- [EXERCISE]:
Output exactly the lines below, starting with the line that has "use tracing_subscriber::EnvFilter;" and going on through the line that has "else if inactive", both included, and no other lines.

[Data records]
************
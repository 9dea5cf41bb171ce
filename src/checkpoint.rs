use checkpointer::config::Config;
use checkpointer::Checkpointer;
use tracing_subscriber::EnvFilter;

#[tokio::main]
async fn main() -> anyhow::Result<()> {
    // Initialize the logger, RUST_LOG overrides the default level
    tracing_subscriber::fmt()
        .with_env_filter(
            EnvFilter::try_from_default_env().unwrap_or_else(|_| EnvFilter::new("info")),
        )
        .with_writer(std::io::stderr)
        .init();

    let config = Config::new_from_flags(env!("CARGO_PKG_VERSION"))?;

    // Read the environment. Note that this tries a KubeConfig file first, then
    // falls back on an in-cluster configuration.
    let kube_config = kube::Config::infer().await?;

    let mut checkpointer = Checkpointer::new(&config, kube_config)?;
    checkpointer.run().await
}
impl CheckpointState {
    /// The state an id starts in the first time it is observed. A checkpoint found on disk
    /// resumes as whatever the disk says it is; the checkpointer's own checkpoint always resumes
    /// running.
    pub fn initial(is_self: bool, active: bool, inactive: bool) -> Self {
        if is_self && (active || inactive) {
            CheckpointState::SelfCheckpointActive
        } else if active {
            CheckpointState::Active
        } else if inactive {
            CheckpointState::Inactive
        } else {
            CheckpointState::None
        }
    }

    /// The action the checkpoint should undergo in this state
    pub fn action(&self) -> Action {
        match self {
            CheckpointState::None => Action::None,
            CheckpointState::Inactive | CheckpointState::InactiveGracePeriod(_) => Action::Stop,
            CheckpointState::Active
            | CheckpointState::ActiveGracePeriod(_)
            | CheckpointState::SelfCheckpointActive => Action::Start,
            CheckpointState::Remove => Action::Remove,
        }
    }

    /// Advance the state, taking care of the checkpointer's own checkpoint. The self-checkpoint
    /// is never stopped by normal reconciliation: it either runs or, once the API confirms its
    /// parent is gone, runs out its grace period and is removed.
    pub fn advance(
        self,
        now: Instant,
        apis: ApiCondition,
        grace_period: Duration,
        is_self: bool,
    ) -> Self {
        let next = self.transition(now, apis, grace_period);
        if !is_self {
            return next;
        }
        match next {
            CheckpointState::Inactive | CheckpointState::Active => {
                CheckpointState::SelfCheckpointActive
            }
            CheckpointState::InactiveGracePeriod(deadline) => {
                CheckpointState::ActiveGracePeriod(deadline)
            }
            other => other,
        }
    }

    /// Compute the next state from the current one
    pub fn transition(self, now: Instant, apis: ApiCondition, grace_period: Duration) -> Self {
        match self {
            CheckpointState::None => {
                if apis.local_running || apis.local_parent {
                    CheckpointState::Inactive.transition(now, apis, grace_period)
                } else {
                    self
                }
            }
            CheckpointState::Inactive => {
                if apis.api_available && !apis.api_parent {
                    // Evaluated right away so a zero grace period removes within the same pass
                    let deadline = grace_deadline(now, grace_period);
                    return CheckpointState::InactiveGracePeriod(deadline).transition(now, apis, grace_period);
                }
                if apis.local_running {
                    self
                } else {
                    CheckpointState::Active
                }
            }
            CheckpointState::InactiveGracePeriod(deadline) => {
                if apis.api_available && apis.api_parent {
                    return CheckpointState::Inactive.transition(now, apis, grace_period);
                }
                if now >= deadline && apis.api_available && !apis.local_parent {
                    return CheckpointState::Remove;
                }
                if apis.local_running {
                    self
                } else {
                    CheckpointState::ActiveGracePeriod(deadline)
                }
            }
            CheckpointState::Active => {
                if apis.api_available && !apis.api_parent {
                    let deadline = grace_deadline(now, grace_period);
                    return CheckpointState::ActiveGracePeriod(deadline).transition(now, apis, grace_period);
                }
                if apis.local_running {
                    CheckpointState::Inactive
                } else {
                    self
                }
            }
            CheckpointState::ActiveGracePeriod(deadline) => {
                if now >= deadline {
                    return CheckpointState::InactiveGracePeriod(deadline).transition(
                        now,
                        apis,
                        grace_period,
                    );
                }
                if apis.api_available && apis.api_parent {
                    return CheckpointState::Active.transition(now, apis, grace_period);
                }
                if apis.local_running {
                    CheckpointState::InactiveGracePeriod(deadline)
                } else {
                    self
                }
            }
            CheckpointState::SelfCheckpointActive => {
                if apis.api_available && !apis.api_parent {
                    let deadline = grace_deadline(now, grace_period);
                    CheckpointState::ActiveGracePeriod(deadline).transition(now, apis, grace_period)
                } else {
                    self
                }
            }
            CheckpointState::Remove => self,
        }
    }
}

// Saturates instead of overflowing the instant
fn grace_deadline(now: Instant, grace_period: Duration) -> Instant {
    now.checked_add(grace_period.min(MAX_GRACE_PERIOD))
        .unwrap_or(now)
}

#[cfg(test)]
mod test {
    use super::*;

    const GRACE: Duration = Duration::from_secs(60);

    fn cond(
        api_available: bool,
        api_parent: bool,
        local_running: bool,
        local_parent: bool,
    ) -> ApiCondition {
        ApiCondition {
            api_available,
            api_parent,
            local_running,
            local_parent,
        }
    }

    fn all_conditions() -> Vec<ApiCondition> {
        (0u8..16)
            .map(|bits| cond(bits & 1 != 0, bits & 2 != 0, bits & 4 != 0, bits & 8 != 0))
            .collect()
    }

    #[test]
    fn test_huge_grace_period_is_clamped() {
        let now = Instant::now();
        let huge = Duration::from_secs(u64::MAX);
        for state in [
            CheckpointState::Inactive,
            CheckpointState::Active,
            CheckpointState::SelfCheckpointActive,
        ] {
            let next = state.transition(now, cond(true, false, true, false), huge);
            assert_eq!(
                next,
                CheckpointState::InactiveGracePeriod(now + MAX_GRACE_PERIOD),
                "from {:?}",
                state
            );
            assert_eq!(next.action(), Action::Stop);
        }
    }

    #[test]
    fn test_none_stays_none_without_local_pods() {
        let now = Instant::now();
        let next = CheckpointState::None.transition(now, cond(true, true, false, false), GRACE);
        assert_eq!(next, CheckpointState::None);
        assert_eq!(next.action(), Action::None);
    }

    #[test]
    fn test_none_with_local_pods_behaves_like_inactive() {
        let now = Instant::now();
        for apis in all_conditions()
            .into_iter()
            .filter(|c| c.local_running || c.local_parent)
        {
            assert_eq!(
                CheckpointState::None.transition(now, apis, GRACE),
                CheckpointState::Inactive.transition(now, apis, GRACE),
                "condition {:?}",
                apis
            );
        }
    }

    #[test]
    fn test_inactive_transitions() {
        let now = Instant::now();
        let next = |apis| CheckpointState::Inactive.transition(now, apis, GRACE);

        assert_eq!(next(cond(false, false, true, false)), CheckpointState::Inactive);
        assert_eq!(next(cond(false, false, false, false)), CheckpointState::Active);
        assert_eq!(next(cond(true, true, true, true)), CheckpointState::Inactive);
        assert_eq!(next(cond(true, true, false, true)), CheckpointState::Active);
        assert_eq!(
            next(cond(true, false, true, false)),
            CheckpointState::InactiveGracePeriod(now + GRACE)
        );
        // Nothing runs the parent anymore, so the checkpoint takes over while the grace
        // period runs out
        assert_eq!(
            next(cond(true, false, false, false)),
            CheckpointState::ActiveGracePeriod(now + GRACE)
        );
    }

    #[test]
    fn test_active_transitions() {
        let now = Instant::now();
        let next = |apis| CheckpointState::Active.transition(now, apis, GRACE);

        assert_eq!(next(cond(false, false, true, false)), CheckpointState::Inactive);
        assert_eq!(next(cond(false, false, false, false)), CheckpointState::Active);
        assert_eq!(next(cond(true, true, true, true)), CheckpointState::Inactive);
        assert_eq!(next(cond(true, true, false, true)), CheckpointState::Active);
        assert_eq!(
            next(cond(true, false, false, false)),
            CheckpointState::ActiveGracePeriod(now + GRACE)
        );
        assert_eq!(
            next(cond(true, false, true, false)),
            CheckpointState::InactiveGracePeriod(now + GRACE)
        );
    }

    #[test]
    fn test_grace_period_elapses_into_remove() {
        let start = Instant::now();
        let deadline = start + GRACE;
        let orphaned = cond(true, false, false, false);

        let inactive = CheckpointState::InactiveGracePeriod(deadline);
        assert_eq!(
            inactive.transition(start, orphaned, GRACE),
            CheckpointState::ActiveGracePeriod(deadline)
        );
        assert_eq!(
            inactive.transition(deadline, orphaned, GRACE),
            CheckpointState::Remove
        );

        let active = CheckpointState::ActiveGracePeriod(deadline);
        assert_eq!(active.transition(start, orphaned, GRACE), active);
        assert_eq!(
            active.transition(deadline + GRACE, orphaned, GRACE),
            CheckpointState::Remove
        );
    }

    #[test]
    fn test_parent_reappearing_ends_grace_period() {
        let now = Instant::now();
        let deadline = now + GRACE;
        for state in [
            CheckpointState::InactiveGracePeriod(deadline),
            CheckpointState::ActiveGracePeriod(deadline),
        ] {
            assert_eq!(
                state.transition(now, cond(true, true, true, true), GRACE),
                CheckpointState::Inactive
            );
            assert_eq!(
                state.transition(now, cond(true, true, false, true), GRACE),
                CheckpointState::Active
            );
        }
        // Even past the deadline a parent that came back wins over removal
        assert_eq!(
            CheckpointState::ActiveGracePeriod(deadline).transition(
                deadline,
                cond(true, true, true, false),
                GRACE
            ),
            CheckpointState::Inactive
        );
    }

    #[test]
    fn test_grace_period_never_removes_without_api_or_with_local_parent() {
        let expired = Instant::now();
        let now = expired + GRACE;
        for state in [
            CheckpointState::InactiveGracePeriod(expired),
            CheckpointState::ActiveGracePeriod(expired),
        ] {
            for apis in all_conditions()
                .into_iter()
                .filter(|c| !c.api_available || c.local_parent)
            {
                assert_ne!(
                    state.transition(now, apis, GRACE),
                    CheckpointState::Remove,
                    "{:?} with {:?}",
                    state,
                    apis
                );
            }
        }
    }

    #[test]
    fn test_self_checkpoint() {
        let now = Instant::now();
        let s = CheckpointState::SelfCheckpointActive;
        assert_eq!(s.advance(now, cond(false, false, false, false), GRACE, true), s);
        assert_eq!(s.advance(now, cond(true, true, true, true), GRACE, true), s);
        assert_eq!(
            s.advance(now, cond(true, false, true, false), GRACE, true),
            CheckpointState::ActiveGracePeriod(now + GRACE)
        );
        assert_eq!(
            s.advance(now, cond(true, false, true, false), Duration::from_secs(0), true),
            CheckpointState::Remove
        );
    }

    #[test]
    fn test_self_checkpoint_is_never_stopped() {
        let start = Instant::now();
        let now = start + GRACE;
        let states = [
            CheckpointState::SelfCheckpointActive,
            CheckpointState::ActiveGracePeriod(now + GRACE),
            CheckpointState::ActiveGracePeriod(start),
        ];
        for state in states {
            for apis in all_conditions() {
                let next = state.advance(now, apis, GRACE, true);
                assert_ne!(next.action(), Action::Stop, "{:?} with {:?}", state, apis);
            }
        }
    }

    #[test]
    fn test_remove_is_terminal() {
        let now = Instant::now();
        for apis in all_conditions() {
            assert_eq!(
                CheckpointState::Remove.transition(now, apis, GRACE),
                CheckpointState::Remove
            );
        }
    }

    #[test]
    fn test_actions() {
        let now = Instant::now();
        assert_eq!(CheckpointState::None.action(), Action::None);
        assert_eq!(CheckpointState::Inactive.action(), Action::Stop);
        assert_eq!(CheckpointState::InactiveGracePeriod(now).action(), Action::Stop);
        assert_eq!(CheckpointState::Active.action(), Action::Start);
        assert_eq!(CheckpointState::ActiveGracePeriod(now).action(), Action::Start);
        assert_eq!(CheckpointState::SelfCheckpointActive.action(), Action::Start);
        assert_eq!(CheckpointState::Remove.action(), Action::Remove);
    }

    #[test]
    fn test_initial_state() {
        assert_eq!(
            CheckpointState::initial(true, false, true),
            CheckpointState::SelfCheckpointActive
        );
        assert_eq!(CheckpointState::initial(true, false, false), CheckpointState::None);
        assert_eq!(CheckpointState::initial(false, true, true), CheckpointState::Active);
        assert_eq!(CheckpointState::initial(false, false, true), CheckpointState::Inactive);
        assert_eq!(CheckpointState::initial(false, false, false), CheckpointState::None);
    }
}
************
- [TASK SOLUTION]:
use tracing_subscriber::EnvFilter;

#[tokio::main]
async fn main() -> anyhow::Result<()> {
    // Initialize the logger, RUST_LOG overrides the default level
    tracing_subscriber::fmt()
        .with_env_filter(
            EnvFilter::try_from_default_env().unwrap_or_else(|_| EnvFilter::new("info")),
        )
        .with_writer(std::io::stderr)
        .init();

    let config = Config::new_from_flags(env!("CARGO_PKG_VERSION"))?;

    // Read the environment. Note that this tries a KubeConfig file first, then
    // falls back on an in-cluster configuration.
    let kube_config = kube::Config::infer().await?;

    let mut checkpointer = Checkpointer::new(&config, kube_config)?;
    checkpointer.run().await
}
impl CheckpointState {
    /// The state an id starts in the first time it is observed. A checkpoint found on disk
    /// resumes as whatever the disk says it is; the checkpointer's own checkpoint always resumes
    /// running.
    pub fn initial(is_self: bool, active: bool, inactive: bool) -> Self {
        if is_self && (active || inactive) {
            CheckpointState::SelfCheckpointActive
        } else if active {
            CheckpointState::Active
        } else if inactive {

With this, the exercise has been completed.